# [Exercise aim]
Write out the stretch of lines below that begins at the line with "0x7 => Instruction::AddImm" and ends at the line with "fn xyn(op: u16, x: u8, y: u8, n: u8)", including both, exactly as given and nothing more.

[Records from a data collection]

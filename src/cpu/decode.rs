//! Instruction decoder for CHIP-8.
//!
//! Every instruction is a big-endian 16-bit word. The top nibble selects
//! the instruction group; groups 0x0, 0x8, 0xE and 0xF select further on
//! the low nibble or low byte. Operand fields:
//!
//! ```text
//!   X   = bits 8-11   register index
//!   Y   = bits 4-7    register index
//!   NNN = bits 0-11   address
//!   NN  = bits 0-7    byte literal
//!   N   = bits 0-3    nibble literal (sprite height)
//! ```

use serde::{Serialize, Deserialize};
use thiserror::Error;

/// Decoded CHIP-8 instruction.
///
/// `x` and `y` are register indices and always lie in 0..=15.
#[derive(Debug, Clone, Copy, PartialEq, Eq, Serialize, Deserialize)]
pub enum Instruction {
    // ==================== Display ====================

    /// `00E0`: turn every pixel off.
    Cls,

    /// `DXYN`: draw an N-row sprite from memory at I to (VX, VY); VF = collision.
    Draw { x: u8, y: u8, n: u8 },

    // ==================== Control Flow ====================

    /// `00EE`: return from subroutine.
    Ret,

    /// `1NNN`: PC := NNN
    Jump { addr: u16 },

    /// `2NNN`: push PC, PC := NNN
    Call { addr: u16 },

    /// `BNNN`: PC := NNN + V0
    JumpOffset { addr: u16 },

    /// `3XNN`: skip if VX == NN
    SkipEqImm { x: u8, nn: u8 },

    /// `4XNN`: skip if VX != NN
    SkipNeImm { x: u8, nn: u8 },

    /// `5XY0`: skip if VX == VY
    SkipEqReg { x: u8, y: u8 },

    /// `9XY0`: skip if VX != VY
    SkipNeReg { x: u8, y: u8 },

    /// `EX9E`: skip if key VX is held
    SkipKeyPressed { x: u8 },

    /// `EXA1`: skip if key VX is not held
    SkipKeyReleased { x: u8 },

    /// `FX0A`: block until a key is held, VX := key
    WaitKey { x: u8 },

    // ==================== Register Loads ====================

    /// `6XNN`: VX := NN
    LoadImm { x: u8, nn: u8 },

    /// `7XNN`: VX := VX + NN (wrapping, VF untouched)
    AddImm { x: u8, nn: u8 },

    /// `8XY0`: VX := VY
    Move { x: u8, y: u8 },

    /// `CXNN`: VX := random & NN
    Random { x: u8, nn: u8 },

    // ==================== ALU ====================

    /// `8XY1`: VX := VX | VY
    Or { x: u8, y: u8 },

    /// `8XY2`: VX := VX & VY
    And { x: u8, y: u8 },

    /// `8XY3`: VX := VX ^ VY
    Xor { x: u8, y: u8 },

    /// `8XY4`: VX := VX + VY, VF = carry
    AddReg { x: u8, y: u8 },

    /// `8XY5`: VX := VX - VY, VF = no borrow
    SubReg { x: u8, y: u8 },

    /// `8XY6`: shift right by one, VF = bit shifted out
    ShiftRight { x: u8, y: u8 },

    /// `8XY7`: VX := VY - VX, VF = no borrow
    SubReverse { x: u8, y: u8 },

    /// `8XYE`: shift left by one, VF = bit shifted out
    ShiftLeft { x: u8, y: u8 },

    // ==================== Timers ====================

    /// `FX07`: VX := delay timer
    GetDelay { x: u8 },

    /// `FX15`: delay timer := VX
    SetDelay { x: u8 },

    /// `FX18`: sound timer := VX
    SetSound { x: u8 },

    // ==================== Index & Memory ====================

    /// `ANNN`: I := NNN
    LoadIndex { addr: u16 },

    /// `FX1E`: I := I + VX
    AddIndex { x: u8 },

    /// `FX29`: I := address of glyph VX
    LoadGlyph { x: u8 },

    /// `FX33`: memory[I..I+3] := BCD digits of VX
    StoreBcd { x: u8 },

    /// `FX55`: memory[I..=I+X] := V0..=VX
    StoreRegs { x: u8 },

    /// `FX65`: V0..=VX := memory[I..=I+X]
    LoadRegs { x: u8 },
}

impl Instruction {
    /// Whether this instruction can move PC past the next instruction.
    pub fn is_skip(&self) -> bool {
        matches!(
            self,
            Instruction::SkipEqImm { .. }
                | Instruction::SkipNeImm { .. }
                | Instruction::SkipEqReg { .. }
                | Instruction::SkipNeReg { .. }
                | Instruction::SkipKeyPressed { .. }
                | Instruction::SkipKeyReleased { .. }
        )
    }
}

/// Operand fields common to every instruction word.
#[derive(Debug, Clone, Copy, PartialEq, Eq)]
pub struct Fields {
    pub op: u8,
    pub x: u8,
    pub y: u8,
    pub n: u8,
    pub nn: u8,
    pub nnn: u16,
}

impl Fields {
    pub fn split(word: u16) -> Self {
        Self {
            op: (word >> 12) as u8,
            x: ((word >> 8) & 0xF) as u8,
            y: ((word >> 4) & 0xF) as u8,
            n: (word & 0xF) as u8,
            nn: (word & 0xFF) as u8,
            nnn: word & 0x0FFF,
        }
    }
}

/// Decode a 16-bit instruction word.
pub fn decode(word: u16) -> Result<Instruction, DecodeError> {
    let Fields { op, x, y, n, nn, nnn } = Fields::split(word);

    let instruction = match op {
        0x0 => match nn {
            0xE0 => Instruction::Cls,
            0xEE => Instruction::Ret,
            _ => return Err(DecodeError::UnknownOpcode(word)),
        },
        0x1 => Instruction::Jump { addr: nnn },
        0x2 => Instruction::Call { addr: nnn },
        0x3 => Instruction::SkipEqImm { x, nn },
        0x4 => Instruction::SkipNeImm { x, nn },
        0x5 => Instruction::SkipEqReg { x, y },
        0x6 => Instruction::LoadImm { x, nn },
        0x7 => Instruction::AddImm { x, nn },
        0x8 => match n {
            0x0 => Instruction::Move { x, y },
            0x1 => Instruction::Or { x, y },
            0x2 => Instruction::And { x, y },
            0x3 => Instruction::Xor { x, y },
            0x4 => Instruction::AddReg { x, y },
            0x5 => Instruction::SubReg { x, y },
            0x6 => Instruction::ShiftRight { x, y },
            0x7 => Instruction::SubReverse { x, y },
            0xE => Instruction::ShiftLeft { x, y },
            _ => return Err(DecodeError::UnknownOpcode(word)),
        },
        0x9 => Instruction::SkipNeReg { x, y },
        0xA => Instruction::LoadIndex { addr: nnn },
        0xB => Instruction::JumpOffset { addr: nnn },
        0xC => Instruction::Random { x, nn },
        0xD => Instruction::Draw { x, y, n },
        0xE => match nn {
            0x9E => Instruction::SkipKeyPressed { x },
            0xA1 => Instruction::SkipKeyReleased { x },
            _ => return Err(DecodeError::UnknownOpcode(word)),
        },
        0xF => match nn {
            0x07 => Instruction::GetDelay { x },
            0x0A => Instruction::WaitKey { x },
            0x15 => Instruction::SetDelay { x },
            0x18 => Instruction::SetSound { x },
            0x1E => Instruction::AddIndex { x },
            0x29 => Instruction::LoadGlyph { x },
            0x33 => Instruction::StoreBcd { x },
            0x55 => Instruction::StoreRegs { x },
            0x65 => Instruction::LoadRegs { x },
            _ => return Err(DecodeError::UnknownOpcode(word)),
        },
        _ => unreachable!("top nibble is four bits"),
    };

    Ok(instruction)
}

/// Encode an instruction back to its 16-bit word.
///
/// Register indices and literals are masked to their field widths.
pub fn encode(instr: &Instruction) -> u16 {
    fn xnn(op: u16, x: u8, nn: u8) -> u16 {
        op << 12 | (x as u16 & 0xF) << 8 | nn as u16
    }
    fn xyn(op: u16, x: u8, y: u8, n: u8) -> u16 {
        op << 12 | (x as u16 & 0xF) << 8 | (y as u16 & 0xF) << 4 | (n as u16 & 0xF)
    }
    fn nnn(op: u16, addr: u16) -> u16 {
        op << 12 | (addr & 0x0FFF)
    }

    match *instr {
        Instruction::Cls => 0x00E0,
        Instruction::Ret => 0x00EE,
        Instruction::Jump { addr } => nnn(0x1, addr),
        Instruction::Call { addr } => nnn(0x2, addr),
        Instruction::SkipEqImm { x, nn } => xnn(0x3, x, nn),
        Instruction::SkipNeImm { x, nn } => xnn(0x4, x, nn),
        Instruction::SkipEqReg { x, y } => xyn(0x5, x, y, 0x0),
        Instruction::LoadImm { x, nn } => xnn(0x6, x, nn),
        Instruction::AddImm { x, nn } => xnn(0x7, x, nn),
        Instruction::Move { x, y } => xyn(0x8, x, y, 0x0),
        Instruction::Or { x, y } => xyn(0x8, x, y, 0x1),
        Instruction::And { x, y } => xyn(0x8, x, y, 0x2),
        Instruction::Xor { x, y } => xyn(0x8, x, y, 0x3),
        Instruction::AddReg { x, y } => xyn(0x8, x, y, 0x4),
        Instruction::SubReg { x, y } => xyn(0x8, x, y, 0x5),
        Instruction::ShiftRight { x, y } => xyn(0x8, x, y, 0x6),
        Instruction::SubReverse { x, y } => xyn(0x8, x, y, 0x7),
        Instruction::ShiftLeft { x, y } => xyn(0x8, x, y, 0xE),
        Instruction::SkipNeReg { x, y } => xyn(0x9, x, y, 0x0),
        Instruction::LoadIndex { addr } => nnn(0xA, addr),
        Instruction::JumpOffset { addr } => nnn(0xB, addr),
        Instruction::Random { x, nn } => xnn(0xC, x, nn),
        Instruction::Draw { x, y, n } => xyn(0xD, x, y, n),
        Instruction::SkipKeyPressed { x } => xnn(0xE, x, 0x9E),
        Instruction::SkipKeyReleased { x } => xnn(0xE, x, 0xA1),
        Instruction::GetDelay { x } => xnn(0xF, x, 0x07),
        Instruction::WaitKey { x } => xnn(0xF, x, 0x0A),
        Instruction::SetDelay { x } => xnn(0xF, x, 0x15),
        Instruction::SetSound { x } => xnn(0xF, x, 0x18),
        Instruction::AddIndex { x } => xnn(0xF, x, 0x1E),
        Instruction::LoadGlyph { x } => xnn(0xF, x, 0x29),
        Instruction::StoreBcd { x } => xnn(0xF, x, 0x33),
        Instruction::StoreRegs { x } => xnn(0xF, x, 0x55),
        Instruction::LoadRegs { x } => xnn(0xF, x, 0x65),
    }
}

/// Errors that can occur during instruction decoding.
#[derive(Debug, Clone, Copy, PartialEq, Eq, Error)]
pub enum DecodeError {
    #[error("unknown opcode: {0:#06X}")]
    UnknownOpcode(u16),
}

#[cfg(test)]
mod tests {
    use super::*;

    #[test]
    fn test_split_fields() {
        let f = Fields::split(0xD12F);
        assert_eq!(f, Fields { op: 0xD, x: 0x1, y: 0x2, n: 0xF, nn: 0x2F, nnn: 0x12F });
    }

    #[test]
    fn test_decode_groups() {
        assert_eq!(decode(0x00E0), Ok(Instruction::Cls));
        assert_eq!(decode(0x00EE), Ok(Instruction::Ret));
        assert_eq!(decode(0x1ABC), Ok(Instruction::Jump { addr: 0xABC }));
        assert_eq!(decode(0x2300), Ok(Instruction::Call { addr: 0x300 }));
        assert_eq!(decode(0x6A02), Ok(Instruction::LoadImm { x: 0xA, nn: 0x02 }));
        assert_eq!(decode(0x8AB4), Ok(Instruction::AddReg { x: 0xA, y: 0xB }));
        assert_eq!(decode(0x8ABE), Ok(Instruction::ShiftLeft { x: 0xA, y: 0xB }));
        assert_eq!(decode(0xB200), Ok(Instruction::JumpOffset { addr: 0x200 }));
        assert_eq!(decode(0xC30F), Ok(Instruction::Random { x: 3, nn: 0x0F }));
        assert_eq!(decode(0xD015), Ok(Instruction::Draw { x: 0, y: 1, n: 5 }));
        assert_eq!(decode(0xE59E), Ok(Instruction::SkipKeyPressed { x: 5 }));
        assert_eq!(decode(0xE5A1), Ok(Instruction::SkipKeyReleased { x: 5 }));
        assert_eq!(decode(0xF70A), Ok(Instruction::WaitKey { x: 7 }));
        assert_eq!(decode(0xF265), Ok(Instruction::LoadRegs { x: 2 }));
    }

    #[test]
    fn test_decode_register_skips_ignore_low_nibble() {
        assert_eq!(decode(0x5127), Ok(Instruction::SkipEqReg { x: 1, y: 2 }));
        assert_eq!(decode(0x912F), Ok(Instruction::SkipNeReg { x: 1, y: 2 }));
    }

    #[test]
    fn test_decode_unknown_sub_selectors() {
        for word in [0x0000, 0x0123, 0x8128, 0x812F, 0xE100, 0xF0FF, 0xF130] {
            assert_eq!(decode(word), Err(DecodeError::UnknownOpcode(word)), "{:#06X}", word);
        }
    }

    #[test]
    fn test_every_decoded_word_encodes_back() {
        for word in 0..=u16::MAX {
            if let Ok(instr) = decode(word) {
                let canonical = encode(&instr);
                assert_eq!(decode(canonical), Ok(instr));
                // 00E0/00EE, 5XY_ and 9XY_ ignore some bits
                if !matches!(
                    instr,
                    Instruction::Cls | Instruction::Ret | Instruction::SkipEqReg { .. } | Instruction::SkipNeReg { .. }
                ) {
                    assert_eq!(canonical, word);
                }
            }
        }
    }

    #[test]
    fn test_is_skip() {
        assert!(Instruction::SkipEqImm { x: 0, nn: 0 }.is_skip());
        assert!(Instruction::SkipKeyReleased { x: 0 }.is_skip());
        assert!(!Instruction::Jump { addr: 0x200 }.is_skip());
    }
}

# [Answer section]
        0x7 => Instruction::AddImm { x, nn },
        0x8 => match n {
            0x0 => Instruction::Move { x, y },
            0x1 => Instruction::Or { x, y },
            0x2 => Instruction::And { x, y },
            0x3 => Instruction::Xor { x, y },
            0x4 => Instruction::AddReg { x, y },
            0x5 => Instruction::SubReg { x, y },
            0x6 => Instruction::ShiftRight { x, y },
            0x7 => Instruction::SubReverse { x, y },
            0xE => Instruction::ShiftLeft { x, y },
            _ => return Err(DecodeError::UnknownOpcode(word)),
        },
        0x9 => Instruction::SkipNeReg { x, y },
        0xA => Instruction::LoadIndex { addr: nnn },
        0xB => Instruction::JumpOffset { addr: nnn },
        0xC => Instruction::Random { x, nn },
        0xD => Instruction::Draw { x, y, n },
        0xE => match nn {
            0x9E => Instruction::SkipKeyPressed { x },
            0xA1 => Instruction::SkipKeyReleased { x },
            _ => return Err(DecodeError::UnknownOpcode(word)),
        },
        0xF => match nn {
            0x07 => Instruction::GetDelay { x },
            0x0A => Instruction::WaitKey { x },
            0x15 => Instruction::SetDelay { x },
            0x18 => Instruction::SetSound { x },
            0x1E => Instruction::AddIndex { x },
            0x29 => Instruction::LoadGlyph { x },
            0x33 => Instruction::StoreBcd { x },
            0x55 => Instruction::StoreRegs { x },
            0x65 => Instruction::LoadRegs { x },
            _ => return Err(DecodeError::UnknownOpcode(word)),
        },
        _ => unreachable!("top nibble is four bits"),
    };

    Ok(instruction)
}

/// Encode an instruction back to its 16-bit word.
///
/// Register indices and literals are masked to their field widths.
pub fn encode(instr: &Instruction) -> u16 {
    fn xnn(op: u16, x: u8, nn: u8) -> u16 {
        op << 12 | (x as u16 & 0xF) << 8 | nn as u16
    }
    fn xyn(op: u16, x: u8, y: u8, n: u8) -> u16 {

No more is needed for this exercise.